D'après les « Directives générales de la Banque nationale suisse (BNS) sur la politique de placement » sur son site internet http://www.snb.ch/fr/ la BNS est autorisé d’investir une partie de ses réserves en actions.

« 3.2 Actions

…de même, elle renonce à investir dans des entreprises qui produisent des armes prohibées par la communauté internationale, qui violent massivement des droits humains fondamentaux ou qui causent de manière systématique de graves dommages à l’environnement. »
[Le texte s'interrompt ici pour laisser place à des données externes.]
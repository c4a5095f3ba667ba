//! Document cleaning and conversion of raw documents into chunk records.

use std::collections::HashSet;
use std::path::Path;

use serde::{Deserialize, Serialize};

use crate::chunks::{chunk_words, ChunkError, ChunkRecord, DEFAULT_MAX_WORDS, DEFAULT_OVERLAP};
use crate::documents::RawDocument;
use crate::ledger::content_hash;

pub const DEFAULT_MIN_CHUNK_CHARS: usize = 20;
pub const DEFAULT_MIN_CONTENT_CHARS: usize = 50;
pub const DEFAULT_MAX_CONTENT_CHARS: usize = 50_000;
pub const TRUNCATION_MARKER: &str = "... [Content truncated]";

/// How documents are cleaned, bounded and split. Serialized as the `[chunking]` config section.
#[derive(Debug, Clone, PartialEq, Serialize, Deserialize)]
#[serde(default)]
pub struct ChunkingOptions {
    pub max_words: usize,
    pub overlap: usize,
    /// Chunks shorter than this (in characters, after trimming) are dropped.
    pub min_chunk_chars: usize,
    /// Documents shorter than this, raw or cleaned, are skipped.
    pub min_content_chars: usize,
    pub max_content_chars: usize,
    /// Replace non-ASCII characters with spaces while cleaning.
    pub ascii_only: bool,
}

impl Default for ChunkingOptions {
    fn default() -> Self {
        Self {
            max_words: DEFAULT_MAX_WORDS,
            overlap: DEFAULT_OVERLAP,
            min_chunk_chars: DEFAULT_MIN_CHUNK_CHARS,
            min_content_chars: DEFAULT_MIN_CONTENT_CHARS,
            max_content_chars: DEFAULT_MAX_CONTENT_CHARS,
            ascii_only: true,
        }
    }
}

impl ChunkingOptions {
    /// Fails with `InvalidConfiguration` when the window stride would not be positive.
    pub fn validate(&self) -> Result<(), ChunkError> {
        if self.max_words == 0 || self.overlap >= self.max_words {
            return Err(ChunkError::InvalidConfiguration {
                max_words: self.max_words,
                overlap: self.overlap,
            });
        }
        Ok(())
    }
}

/// Collapses whitespace runs (non-breaking spaces included) to one space and trims.
/// With `ascii_only`, every non-ASCII character becomes a space first.
pub fn clean_text(text: &str, ascii_only: bool) -> String {
    let mapped: String = text
        .chars()
        .map(|c| if ascii_only && !c.is_ascii() { ' ' } else { c })
        .collect();
    mapped.split_whitespace().collect::<Vec<_>>().join(" ")
}

/// Cuts `content` to `max_chars` characters and appends [`TRUNCATION_MARKER`].
pub fn truncate_content(content: &str, max_chars: usize) -> String {
    match content.char_indices().nth(max_chars) {
        Some((byte_pos, _)) => format!("{}{}", &content[..byte_pos], TRUNCATION_MARKER),
        None => content.to_string(),
    }
}

/// Cleans and chunks one document. Returns `(chunk_index, content)` pairs;
/// empty when the document is too short. Chunk indices keep their window
/// position even when a short window in between is dropped.
pub fn prepare_document(
    doc: &RawDocument,
    opts: &ChunkingOptions,
) -> Result<Vec<(usize, String)>, ChunkError> {
    opts.validate()?;
    let content = doc.content.trim();
    if content.chars().count() < opts.min_content_chars {
        return Ok(Vec::new());
    }
    let content = truncate_content(content, opts.max_content_chars);
    let cleaned = clean_text(&content, opts.ascii_only);
    if cleaned.chars().count() < opts.min_content_chars {
        return Ok(Vec::new());
    }
    Ok(chunk_words(&cleaned, opts.max_words, opts.overlap)?
        .into_iter()
        .enumerate()
        .map(|(i, c)| (i, c.trim().to_string()))
        .filter(|(_, c)| c.chars().count() >= opts.min_chunk_chars)
        .collect())
}

/// Builds the metadata record for one chunk of `doc`.
pub fn chunk_record(
    doc: &RawDocument,
    id: String,
    source_row: usize,
    chunk_index: usize,
    content: String,
) -> ChunkRecord {
    let title = doc.title.trim();
    ChunkRecord {
        id,
        title: if title.is_empty() {
            format!("RBI Document {source_row}")
        } else {
            title.to_string()
        },
        url: doc.url.trim().to_string(),
        chunk_index,
        content,
        source_row,
    }
}

/// Result of preprocessing a document collection for a full build.
#[derive(Debug, Default)]
pub struct Preprocessed {
    pub chunks: Vec<ChunkRecord>,
    pub processed_documents: usize,
    pub skipped_documents: usize,
}

/// Turns a document collection into chunk records for a full build.
///
/// Ids are `doc_{row}_chunk_{index}`. A chunk whose content already appeared
/// earlier in the collection is dropped; a document that contributes no
/// chunk counts as skipped.
pub fn preprocess_documents(
    docs: &[RawDocument],
    opts: &ChunkingOptions,
) -> Result<Preprocessed, ChunkError> {
    opts.validate()?;
    let mut seen = HashSet::new();
    let mut out = Preprocessed::default();
    for (row, doc) in docs.iter().enumerate() {
        let before = out.chunks.len();
        for (chunk_index, content) in prepare_document(doc, opts)? {
            if !seen.insert(content_hash(&content)) {
                continue;
            }
            let id = format!("doc_{row}_chunk_{chunk_index}");
            out.chunks.push(chunk_record(doc, id, row, chunk_index, content));
        }
        if out.chunks.len() > before {
            out.processed_documents += 1;
            if out.processed_documents % 50 == 0 {
                tracing::info!(
                    documents = out.processed_documents,
                    chunks = out.chunks.len(),
                    "preprocessing"
                );
            }
        } else {
            tracing::debug!(row, title = %doc.title, "document skipped: no usable chunks");
            out.skipped_documents += 1;
        }
    }
    Ok(out)
}

/// Corpus statistics written next to the chunks file.
#[derive(Debug, Clone, PartialEq, Serialize, Deserialize)]
pub struct ChunkSummary {
    pub total_chunks: usize,
    pub unique_documents: usize,
    pub average_chunk_length: f64,
    pub unique_topics: usize,
    pub max_chunk_length: usize,
    pub min_chunk_length: usize,
}

impl ChunkSummary {
    pub fn from_chunks(chunks: &[ChunkRecord]) -> Self {
        let lengths: Vec<usize> = chunks.iter().map(|c| c.content.chars().count()).collect();
        let total: usize = lengths.iter().sum();
        let average_chunk_length = if chunks.is_empty() {
            0.0
        } else {
            total as f64 / chunks.len() as f64
        };
        Self {
            total_chunks: chunks.len(),
            unique_documents: chunks.iter().map(|c| c.source_row).collect::<HashSet<_>>().len(),
            average_chunk_length,
            unique_topics: chunks.iter().map(|c| c.title.as_str()).collect::<HashSet<_>>().len(),
            max_chunk_length: lengths.iter().copied().max().unwrap_or(0),
            min_chunk_length: lengths.iter().copied().min().unwrap_or(0),
        }
    }

    /// Path of the summary for a chunks file: `chunks.json` → `chunks_summary.json`.
    pub fn path_for(chunks_path: &Path) -> std::path::PathBuf {
        let stem = chunks_path
            .file_stem()
            .map(|s| s.to_string_lossy().into_owned())
            .unwrap_or_else(|| "chunks".to_string());
        chunks_path.with_file_name(format!("{stem}_summary.json"))
    }

    pub fn write(&self, path: &Path) -> std::io::Result<()> {
        let s = serde_json::to_string_pretty(self).map_err(std::io::Error::other)?;
        std::fs::write(path, s)
    }
}

#[cfg(test)]
mod tests {
    use super::*;

    fn long_text(words: usize) -> String {
        (0..words).map(|i| format!("word{i}")).collect::<Vec<_>>().join(" ")
    }

    #[test]
    fn clean_text_collapses_whitespace_and_strips_non_ascii() {
        assert_eq!(clean_text("  Repo\u{a0}rate\n\n is\t6.5%  ", true), "Repo rate is 6.5%");
        assert_eq!(clean_text("₹500 crore", true), "500 crore");
        assert_eq!(clean_text("₹500  crore", false), "₹500 crore");
    }

    #[test]
    fn truncation_respects_char_boundaries() {
        assert_eq!(truncate_content("ab₹cd", 3), format!("ab₹{TRUNCATION_MARKER}"));
        assert_eq!(truncate_content("short", 10), "short");
    }

    #[test]
    fn short_documents_yield_nothing() {
        let doc = RawDocument::new("t", "", "too short");
        assert!(prepare_document(&doc, &ChunkingOptions::default()).unwrap().is_empty());
    }

    #[test]
    fn short_trailing_window_is_dropped() {
        let opts = ChunkingOptions {
            max_words: 10,
            overlap: 0,
            ..ChunkingOptions::default()
        };
        let doc = RawDocument::new("t", "", format!("{} x", long_text(10)));
        let chunks = prepare_document(&doc, &opts).unwrap();
        assert_eq!(chunks.len(), 1);
        assert_eq!(chunks[0].0, 0);
    }

    #[test]
    fn invalid_options_fail() {
        let opts = ChunkingOptions {
            max_words: 100,
            overlap: 100,
            ..ChunkingOptions::default()
        };
        let doc = RawDocument::new("t", "", long_text(300));
        assert!(matches!(
            prepare_document(&doc, &opts),
            Err(ChunkError::InvalidConfiguration { .. })
        ));
    }

    #[test]
    fn preprocess_assigns_ids_titles_and_drops_duplicates() {
        let body = long_text(30);
        let docs = vec![
            RawDocument::new("", "https://rbi.org.in/x", body.clone()),
            RawDocument::new("Dup", "", body),
            RawDocument::new("Tiny", "", "nothing"),
        ];
        let out = preprocess_documents(&docs, &ChunkingOptions::default()).unwrap();
        assert_eq!(out.chunks.len(), 1);
        assert_eq!(out.chunks[0].id, "doc_0_chunk_0");
        assert_eq!(out.chunks[0].title, "RBI Document 0");
        assert_eq!(out.chunks[0].url, "https://rbi.org.in/x");
        assert_eq!(out.processed_documents, 1);
        assert_eq!(out.skipped_documents, 2);
    }

    #[test]
    fn summary_statistics() {
        let doc = RawDocument::new("A", "", "");
        let chunks = vec![
            chunk_record(&doc, "a".into(), 0, 0, "x".repeat(30)),
            chunk_record(&doc, "b".into(), 0, 1, "y".repeat(10)),
            chunk_record(&RawDocument::new("B", "", ""), "c".into(), 1, 0, "z".repeat(20)),
        ];
        let s = ChunkSummary::from_chunks(&chunks);
        assert_eq!(s.total_chunks, 3);
        assert_eq!(s.unique_documents, 2);
        assert_eq!(s.unique_topics, 2);
        assert_eq!(s.max_chunk_length, 30);
        assert_eq!(s.min_chunk_length, 10);
        assert!((s.average_chunk_length - 20.0).abs() < 1e-9);
        assert_eq!(
            ChunkSummary::path_for(Path::new("data/chunks.json")),
            Path::new("data/chunks_summary.json")
        );
    }
}
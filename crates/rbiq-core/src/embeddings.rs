//! Embedding providers.
//!
//! An [`Embedder`] maps an ordered batch of texts to vectors of one fixed
//! dimension, output `i` belonging to input `i`. The core never retries or
//! times out on its own; a provider that talks to the network must bound its
//! own calls so that `encode` either returns or fails.

use async_trait::async_trait;
use thiserror::Error;

/// Dimension of the reference sentence-embedding model (MiniLM).
pub const DEFAULT_DIMENSION: usize = 384;
/// Texts sent per `encode` call by [`embed_all`].
pub const DEFAULT_BATCH_SIZE: usize = 64;

pub type Embedding = Vec<f32>;

#[async_trait]
pub trait Embedder: Send + Sync {
    /// Embeds `texts`, preserving order. Deterministic for a fixed model.
    async fn encode(&self, texts: &[String]) -> Result<Vec<Embedding>, EmbedError>;

    /// Output dimension, when known without calling the model.
    fn dimension(&self) -> Option<usize> {
        None
    }
}

/// Embeds `texts` in batches of `batch_size` and returns every vector, or the
/// first error. Nothing is returned until all batches have succeeded.
pub async fn embed_all(
    embedder: &dyn Embedder,
    texts: &[String],
    batch_size: usize,
) -> Result<Vec<Embedding>, EmbedError> {
    let mut out = Vec::with_capacity(texts.len());
    for (n, batch) in texts.chunks(batch_size.max(1)).enumerate() {
        let vectors = embedder.encode(batch).await?;
        if vectors.len() != batch.len() {
            return Err(EmbedError::CountMismatch {
                expected: batch.len(),
                actual: vectors.len(),
            });
        }
        tracing::debug!(batch = n, size = batch.len(), "embedded batch");
        out.extend(vectors);
    }
    Ok(out)
}

/// Embeds a single query string.
pub async fn embed_one(embedder: &dyn Embedder, text: &str) -> Result<Embedding, EmbedError> {
    let mut vectors = embedder.encode(&[text.to_string()]).await?;
    if vectors.len() != 1 {
        return Err(EmbedError::CountMismatch {
            expected: 1,
            actual: vectors.len(),
        });
    }
    Ok(vectors.remove(0))
}

/// Local embeddings by feature hashing.
///
/// Lowercased alphanumeric tokens are hashed (FNV-1a, stable across builds and
/// platforms) into `dimension` buckets; the term-frequency vector is then
/// L2-normalized. Same text, same vector, with no model to load.
#[derive(Debug, Clone)]
pub struct HashingEmbedder {
    dimension: usize,
}

impl HashingEmbedder {
    pub fn new(dimension: usize) -> Result<Self, EmbedError> {
        if dimension == 0 {
            return Err(EmbedError::Provider("hashing embedder needs a positive dimension".into()));
        }
        Ok(Self { dimension })
    }

    pub fn embed_text(&self, text: &str) -> Embedding {
        let mut tf = vec![0.0f32; self.dimension];
        for token in text
            .split(|c: char| !c.is_alphanumeric())
            .filter(|t| !t.is_empty())
        {
            let bucket = (fnv1a(&token.to_lowercase()) % self.dimension as u64) as usize;
            tf[bucket] += 1.0;
        }
        let norm: f32 = tf.iter().map(|x| x * x).sum::<f32>().sqrt();
        if norm > 0.0 {
            for x in &mut tf {
                *x /= norm;
            }
        }
        tf
    }
}

impl Default for HashingEmbedder {
    fn default() -> Self {
        Self {
            dimension: DEFAULT_DIMENSION,
        }
    }
}

#[async_trait]
impl Embedder for HashingEmbedder {
    async fn encode(&self, texts: &[String]) -> Result<Vec<Embedding>, EmbedError> {
        Ok(texts.iter().map(|t| self.embed_text(t)).collect())
    }

    fn dimension(&self) -> Option<usize> {
        Some(self.dimension)
    }
}

fn fnv1a(s: &str) -> u64 {
    s.bytes().fold(0xcbf2_9ce4_8422_2325, |h, b| (h ^ u64::from(b)).wrapping_mul(0x0100_0000_01b3))
}

#[derive(Debug, Error)]
pub enum EmbedError {
    #[error("embedding provider failed: {0}")]
    Provider(String),
    #[error("embedding provider returned {actual} vectors for {expected} texts")]
    CountMismatch { expected: usize, actual: usize },
    #[error("embedding request timed out after {0}s")]
    Timeout(u64),
}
Le « Tagesanzeiger » base son article sur le rapport annuel de la fondation PAX « Don’t bank on the bomb » qui révèle que la BNS a investi en 2015 CHF 600 mio dans 14 sociétés qui produisent des armes nucléaires, tendance à la hausse, dont les américains « Northrop », « Grumman » et « Raytheaon ». Les investissements d’UBS et Crédit Suisse dans ce domaine s’élèvent à USD 5,1 mia et USD 1,4 mia respectivement.

En réponse à une lettre ouverte, adressée au conseil de surveillance de la BNS par le groupement GSoA (Suisse sans armée), celui-ci affirme que « ses décisions d’investissement se basent sur l’analyse de sociétés de conseils externes » sans préciser lesquels et d’après quels critères. Conclusion: L’argent que la BNS et les banque privées, telles qu’UBS et Crédit Suisse, fabriquent du néant, avec la bénédiction de l’état, peut en effet servir à des fins destructives ou constructives.

La politique d'investissement de la Banque Nationale Suisse est en fin de compte aussi un choix politique. Faisons de la politique fiction: Le législateur suisse change les « Directives générales de la Banque nationale suisse (BNS) sur la politique de placement » et lui donne le mandat de recycler les EUR que la Banque Centrale Européenne déverse sur les marchés, dans sa tentative désespérée de relancer l’économie et de créer un peu d’inflation dans l'économie réelle. Elle décrète que la partie des réserves en euros, réservés aux investissements en actions, soient réinvesti exclusivement en Europe d’après le modèle de la Banque Européenne d'Investissement, une institution financière, presqu'oubliée, des états membres de l’Union Européenne, créé en 1957 avec le « Traité de Rome ». Son but est le financement de  « projets » au sein de la « Union Européenne ». En 1994, la BEI crée le « Fond Européen d’Investissement » spécialisé dans « l’amélioration de la croissance économique, la réduction du chômage dans l’Union Européenne et le soutient des PME par l’apport de fonds propres à des fonds de capital-risque ».

Seul problème, la BEI n'a rien vu de cette manne que les banques on profitablement réinvestie en obligations gouvernementales, grecs, par exemple, à 10% p.a.. Il faut dire qu'avec ses 450 projets financés en 2011 avec des prêts de 61 mia euros, la BEI est une coquille vide. Rien que la Banque Nationale Suisse est autorisée d’investir 90 mia CHF en actions étrangères.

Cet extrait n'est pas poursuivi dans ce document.